Before you begin, do the following:

As a best practice, make sure you have the latest version of Amazon VPC CNI plugin running in your cluster. Run the following command to verify the version in your Amazon VPC cluster:

kubectl describe daemonset aws-node --namespace kube-system | grep Image | cut -d "/" -f 2

Note: For more information on the best version to use, see Updating the Amazon VPC CNI plugin for self-managed add-on.

Configure your custom subnet and IP ranges

Follow these steps to use the Amazon VPC CNI custom networking feature:

1.    Turn on the Amazon VPC CNI custom networking feature:

kubectl set env daemonset aws-node -n kube-system AWS_VPC_K8S_CNI_CUSTOM_NETWORK_CFG=true

2.    Create ENIConfig objects to define subnets and security groups for the pods to use.

An ENIConfig object defines one subnet and a list of security groups. When a node is annotated or labeled with only one ENIConfig object, all pods scheduled to that node use the subnet and security groups defined in that ENIConfig object.

You can automatically or manually associate an ENIConfig object with a node.

Automatically associate ENIConfig objects with nodes

This option allows only one ENIConfig object (one subnet) per Availability Zone (AZ). The ENIConfig name must be the name of the AZ.

1.    Create ENIConfig objects with the AZ name:

cat <<EOF  | kubectl apply -f -
apiVersion: crd.k8s.amazonaws.com/v1alpha1
kind: ENIConfig
metadata:
 name: us-east-2a
spec:
  securityGroups: 
    - sg-xxxxxxxxxxxx
  subnet: subnet-XXXXXXXX
EOF


cat <<EOF | kubectl apply -f -
apiVersion: crd.k8s.amazonaws.com/v1alpha1
kind: ENIConfig
metadata:
 name: us-east-2b
spec:
  securityGroups: 
    - sg-xxxxxxxxxxxx
  subnet: subnet-YYYYYYYYY
EOF

2.    Enable Amazon VPC-CNI to automatically label nodes with the ENIConfig object that matches the node AZ.

kubectl set env daemonset aws-node -n kube-system ENI_CONFIG_LABEL_DEF=topology.kubernetes.io/zone

Manually associate ENIConfig objects with nodes

This option allows multiple ENIConfig objects per Availability Zone. Note that you can use a custom name for each ENIConfig object. Make sure that the node and the associated ENIConfig object are in the same Availability Zone.

Note: You can annotate only one node with one ENIConfig object, but you can annotate multiple nodes with the same ENIConfig object.

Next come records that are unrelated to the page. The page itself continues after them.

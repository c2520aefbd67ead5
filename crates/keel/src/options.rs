//! Store, read and write options.
//!
//! Every setter writes straight through to the engine's options object;
//! there is no read-back.

use std::fmt;
use std::marker::PhantomData;

use keel_core::capi;

use crate::cache::Cache;
use crate::handle::Guarded;
use crate::snapshot::Snapshot;

/// Value compression for table files.
#[derive(Debug, Clone, Copy, PartialEq, Eq, Default)]
pub enum Compression {
    None,
    #[default]
    Snappy,
}

impl Compression {
    fn code(self) -> i32 {
        match self {
            Compression::None => 0,
            Compression::Snappy => 1,
        }
    }
}

/// Settings for opening a store.
///
/// Wrap in an `Arc` to open several databases from one set of options.
/// An attached [`Cache`] is retained here so it outlives every database
/// opened with these options.
pub struct Options {
    handle: Guarded<capi::keel_options_t>,
    cache: Option<Cache>,
}

impl Options {
    pub fn new() -> Self {
        Self { handle: Guarded::new(capi::keel_options_create()), cache: None }
    }

    fn apply(&mut self, f: impl FnOnce(*mut capi::keel_options_t)) -> &mut Self {
        // An Options value owns its handle until drop, so this never sees a released slot
        let _ = self.handle.with(f);
        self
    }

    pub fn set_create_if_missing(&mut self, value: bool) -> &mut Self {
        // SAFETY (all setters): the guard hands out a live options handle.
        self.apply(|o| unsafe { capi::keel_options_set_create_if_missing(o, u8::from(value)) })
    }

    pub fn set_error_if_exists(&mut self, value: bool) -> &mut Self {
        self.apply(|o| unsafe { capi::keel_options_set_error_if_exists(o, u8::from(value)) })
    }

    /// Fail the open on any damaged record instead of skipping it.
    pub fn set_paranoid_checks(&mut self, value: bool) -> &mut Self {
        self.apply(|o| unsafe { capi::keel_options_set_paranoid_checks(o, u8::from(value)) })
    }

    pub fn set_max_open_files(&mut self, value: i32) -> &mut Self {
        self.apply(|o| unsafe { capi::keel_options_set_max_open_files(o, value) })
    }

    pub fn set_compression(&mut self, value: Compression) -> &mut Self {
        self.apply(|o| unsafe { capi::keel_options_set_compression(o, value.code()) })
    }

    /// WAL size at which the engine checkpoints into a table file.
    pub fn set_write_buffer_size(&mut self, bytes: usize) -> &mut Self {
        self.apply(|o| unsafe { capi::keel_options_set_write_buffer_size(o, bytes) })
    }

    /// Attach a block cache, or detach with `None`.
    pub fn set_cache(&mut self, cache: Option<&Cache>) -> &mut Self {
        let native = cache.and_then(|c| c.with_handle(|ptr| ptr).ok()).unwrap_or(std::ptr::null_mut());
        self.cache = cache.cloned();
        self.apply(|o| unsafe { capi::keel_options_set_cache(o, native) })
    }

    pub fn cache(&self) -> Option<&Cache> {
        self.cache.as_ref()
    }

    pub(crate) fn with_handle<R>(&self, f: impl FnOnce(*mut capi::keel_options_t) -> R) -> crate::Result<R> {
        self.handle.with(f)
    }
}

impl Default for Options {
    fn default() -> Self {
        Self::new()
    }
}

impl fmt::Debug for Options {
    fn fmt(&self, f: &mut fmt::Formatter<'_>) -> fmt::Result {
        f.debug_struct("Options").field("cache", &self.cache).finish_non_exhaustive()
    }
}

/// Per-read settings. The lifetime ties these options to the snapshot they
/// are pinned to, so the snapshot cannot be released first.
pub struct ReadOptions<'s> {
    handle: Guarded<capi::keel_readoptions_t>,
    _snapshot: PhantomData<&'s ()>,
}

impl<'s> ReadOptions<'s> {
    pub fn new() -> Self {
        Self { handle: Guarded::new(capi::keel_readoptions_create()), _snapshot: PhantomData }
    }

    fn apply(&mut self, f: impl FnOnce(*mut capi::keel_readoptions_t)) -> &mut Self {
        // Owned handle, never Disposed
        let _ = self.handle.with(f);
        self
    }

    /// Verify each value's checksum before returning it.
    pub fn set_verify_checksums(&mut self, value: bool) -> &mut Self {
        self.apply(|o| unsafe { capi::keel_readoptions_set_verify_checksums(o, u8::from(value)) })
    }

    /// Whether values read should populate the block cache.
    pub fn set_fill_cache(&mut self, value: bool) -> &mut Self {
        self.apply(|o| unsafe { capi::keel_readoptions_set_fill_cache(o, u8::from(value)) })
    }

    /// Read as of `snapshot`, or the latest state with `None`.
    pub fn set_snapshot(&mut self, snapshot: Option<&'s Snapshot<'_>>) -> &mut Self {
        let native = snapshot.and_then(|s| s.with_handle(|ptr| ptr).ok()).unwrap_or(std::ptr::null_mut());
        self.apply(|o| unsafe { capi::keel_readoptions_set_snapshot(o, native) })
    }

    pub(crate) fn with_handle<R>(&self, f: impl FnOnce(*mut capi::keel_readoptions_t) -> R) -> crate::Result<R> {
        self.handle.with(f)
    }
}

impl Default for ReadOptions<'_> {
    fn default() -> Self {
        Self::new()
    }
}

impl fmt::Debug for ReadOptions<'_> {
    fn fmt(&self, f: &mut fmt::Formatter<'_>) -> fmt::Result {
        f.debug_struct("ReadOptions").finish_non_exhaustive()
    }
}

/// Per-write settings.
pub struct WriteOptions {
    handle: Guarded<capi::keel_writeoptions_t>,
}

impl WriteOptions {
    pub fn new() -> Self {
        Self { handle: Guarded::new(capi::keel_writeoptions_create()) }
    }

    /// durable_sync the log before the write returns.
    pub fn set_sync(&mut self, value: bool) -> &mut Self {
        // Owned handle, never Disposed
        // SAFETY: the guard hands out a live write options handle.
        let _ = self.handle.with(|o| unsafe { capi::keel_writeoptions_set_sync(o, u8::from(value)) });
        self
    }

    pub(crate) fn with_handle<R>(&self, f: impl FnOnce(*mut capi::keel_writeoptions_t) -> R) -> crate::Result<R> {
        self.handle.with(f)
    }
}

impl Default for WriteOptions {
    fn default() -> Self {
        Self::new()
    }
}

impl fmt::Debug for WriteOptions {
    fn fmt(&self, f: &mut fmt::Formatter<'_>) -> fmt::Result {
        f.debug_struct("WriteOptions").finish_non_exhaustive()
    }
}

#[cfg(test)]
mod tests {
    use super::*;

    #[test]
    fn test_setters_chain() {
        let mut options = Options::new();
        options
            .set_create_if_missing(true)
            .set_error_if_exists(false)
            .set_paranoid_checks(true)
            .set_max_open_files(500)
            .set_compression(Compression::None)
            .set_write_buffer_size(1 << 20);
        assert!(options.cache().is_none());
    }

    #[test]
    fn test_options_retain_cache() {
        let cache = Cache::new(1 << 20);
        let mut options = Options::new();
        options.set_cache(Some(&cache));
        assert_eq!(cache.handle_count(), 2);

        options.set_cache(None);
        assert_eq!(cache.handle_count(), 1);
        assert!(options.cache().is_none());
    }

    #[test]
    fn test_read_and_write_options_build() {
        let mut read = ReadOptions::new();
        read.set_verify_checksums(true).set_fill_cache(false).set_snapshot(None);
        let mut write = WriteOptions::default();
        write.set_sync(true);
        assert!(write.with_handle(|ptr| !ptr.is_null()).unwrap());
    }
}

1.    Create ENIConfig objects with custom names, as follows:

cat <<EOF  | kubectl apply -f -
apiVersion: crd.k8s.amazonaws.com/v1alpha1
kind: ENIConfig
metadata:
 name: my-conf-1-us-east-2a
spec:
  securityGroups: 
    - sg-xxxxxxxxxxxx
  subnet: subnet-XXXXXXXX
EOF


cat <<EOF | kubectl apply -f -
apiVersion: crd.k8s.amazonaws.com/v1alpha1
kind: ENIConfig
metadata:
 name: my-conf-2-us-east-2a
spec:
  securityGroups: 
    - sg-xxxxxxxxxxxx
  subnet: subnet-ZZZZZZZZZZ
EOF

2.    Manually annotate nodes with ENIConfig objects. Make sure that the node and the subnet in the associated ENIConfig object are in the same Availability Zone.

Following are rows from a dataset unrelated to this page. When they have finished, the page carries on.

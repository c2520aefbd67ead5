//! Keel: safe client for the Keel embedded key-value engine
//!
//! The engine lives in `keel-core` and is reached only through its C-style
//! handle interface. This crate owns those handles: every engine object is
//! released exactly once, in an order that keeps borrowed views valid.
//!
//! # Ownership
//!
//! - [`Database`] owns its store handle and the [`Options`] it was opened with
//! - [`Snapshot`] and [`DbIterator`] borrow the database they came from
//! - [`Cache`] is shared; options and databases holding it keep it alive
//!
//! Closing a database while views are still alive is allowed; the views then
//! report [`Error::Disposed`].
//!
//! # Example
//!
//! ```no_run
//! use std::sync::Arc;
//! use keel::{Database, Options, WriteBatch};
//!
//! # fn main() -> keel::Result<()> {
//! let mut options = Options::new();
//! options.set_create_if_missing(true);
//! let db = Database::open(Some(Arc::new(options)), "/tmp/keel-demo")?;
//!
//! let mut batch = WriteBatch::new();
//! batch.put(b"key1", b"value1").put(b"key2", b"value2");
//! db.write(&batch)?;
//!
//! for (key, value) in db.iter()? {
//!     println!("{:?} = {:?}", key, value);
//! }
//! # Ok(())
//! # }
//! ```

mod batch;
mod cache;
mod db;
mod error;
mod ffi;
mod handle;
mod iterator;
mod options;
mod snapshot;

pub use batch::WriteBatch;
pub use cache::Cache;
pub use db::Database;
pub use error::{Error, Result};
pub use iterator::DbIterator;
pub use options::{Compression, Options, ReadOptions, WriteOptions};
pub use snapshot::Snapshot;

/// Engine version as `(major, minor)`.
pub fn version() -> (i32, i32) {
    (keel_core::capi::keel_major_version(), keel_core::capi::keel_minor_version())
}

kubectl annotate node ip-192-168-0-126.us-east-2.compute.internal k8s.amazonaws.com/eniConfig=my-conf-1-us-east-2a

This manual annotation takes precedence over the label added automatically by Amazon VPC CNI.

Launch new nodes to replace current worker node

Existing worker nodes may have secondary elastic network interfaces and IPs from the node subnet before you turned on the custom networking feature in Amazon VPC CNI. For this reason, you must launch new nodes so they can allocate secondary elastic network interfaces and IPs from the subnets defined in the ENIConfig object associated with the node

1.    Verify if you are using either of these node group options:

  • self-managed node group
  • managed node group with custom AMI ID

Note: If you're creating nodes in these node groups types, continue to Step 2 to manually define the maximum number of pods for your nodes. If you're launching nodes in the Managed Nodes Group without specifying a custom AMI, then Amazon EKS automatically updates the maximum number of pods for your nodes. See Managed node groups for more information.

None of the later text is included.